■ Work task
Whenever a line in the data holds the string "normalizer", pull that line out.

■ Items listed in a dataset
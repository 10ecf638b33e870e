//! Text handling: phrase tokenizing, stemming, stopwords and the
//! pseudo-phrase normalizer built on top of them.

pub mod normalizer;
pub mod stemmer;
pub mod stopwords;
pub mod tokenizer;

pub use normalizer::{NormalizerProfile, PhraseNormalizer};
pub use stemmer::{NoStemmer, SRemovalStemmer, SnowballLanguage, SnowballStemmer, Stemmer, StemmerKind};
pub use stopwords::{StopwordSet, Stopwords, StopwordsKind};
pub use tokenizer::{PhraseTokenizer, PHRASE_BOUNDARY};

■ Exercise response
//! pseudo-phrase normalizer built on top of them.
pub mod normalizer;
pub use normalizer::{NormalizerProfile, PhraseNormalizer};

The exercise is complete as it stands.